┏━━

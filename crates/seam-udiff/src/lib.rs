//! Unified diff parsing and strict hunk application.
//!
//! This crate turns raw unified-diff text (typically LLM output) into
//! structured per-file patches and applies them to line sequences with
//! strict positional context checking.
//!
//! # Architecture
//!
//! This is a **Layer 2 (Infrastructure)** crate:
//! - Depends on: thiserror only
//! - Used by: seam-engine (structural guard / transaction manager)
//!
//! # Usage
//!
//! ```rust,ignore
//! use seam_udiff::{HunkApplier, UdiffParser};
//!
//! // Parse per-file patches out of a unified diff
//! let patches = UdiffParser::parse(diff_text)?;
//!
//! // Apply one file's hunks to its current lines
//! match HunkApplier::apply_hunks(&current_lines, &patches[0].hunks) {
//!     Some(new_lines) => { /* stage new_lines for writing */ }
//!     None => { /* context mismatch: the diff does not match the file */ }
//! }
//! ```
//!
//! A `None` from the applier is an expected outcome, not a fault: it means
//! the file on disk has diverged from what the diff assumes. Callers decide
//! what to do about it (the engine rejects the whole transaction).

mod applier;
mod error;
mod parser;

pub use applier::HunkApplier;
pub use error::ParseError;
pub use parser::{Change, FilePatch, Hunk, PatchHeader, UdiffParser};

┗━━

Extract all of the material exactly as it is written.

filename crates/seam-udiff/src/lib.rs
//! Unified diff parsing and strict hunk application.
//!
//! This crate turns raw unified-diff text (typically LLM output) into
//! structured per-file patches and applies them to line sequences with
//! strict positional context checking.
//!
//! # Architecture
//!
//! This is a **Layer 2 (Infrastructure)** crate:
//! - Depends on: thiserror only
//! - Used by: seam-engine (structural guard / transaction manager)
//!
//! # Usage
//!
//! ```rust,ignore
//! use seam_udiff::{HunkApplier, UdiffParser};
//!
//! // Parse per-file patches out of a unified diff
//! let patches = UdiffParser::parse(diff_text)?;
//!
//! // Apply one file's hunks to its current lines
//! match HunkApplier::apply_hunks(&current_lines, &patches[0].hunks) {
//!     Some(new_lines) => { /* stage new_lines for writing */ }
//!     None => { /* context mismatch: the diff does not match the file */ }
//! }
//! ```
//!
//! A `None` from the applier is an expected outcome, not a fault: it means
//! the file on disk has diverged from what the diff assumes. Callers decide
//! what to do about it (the engine rejects the whole transaction).

mod applier;
mod error;
mod parser;

pub use applier::HunkApplier;
pub use error::ParseError;
pub use parser::{Change, FilePatch, Hunk, PatchHeader, UdiffParser};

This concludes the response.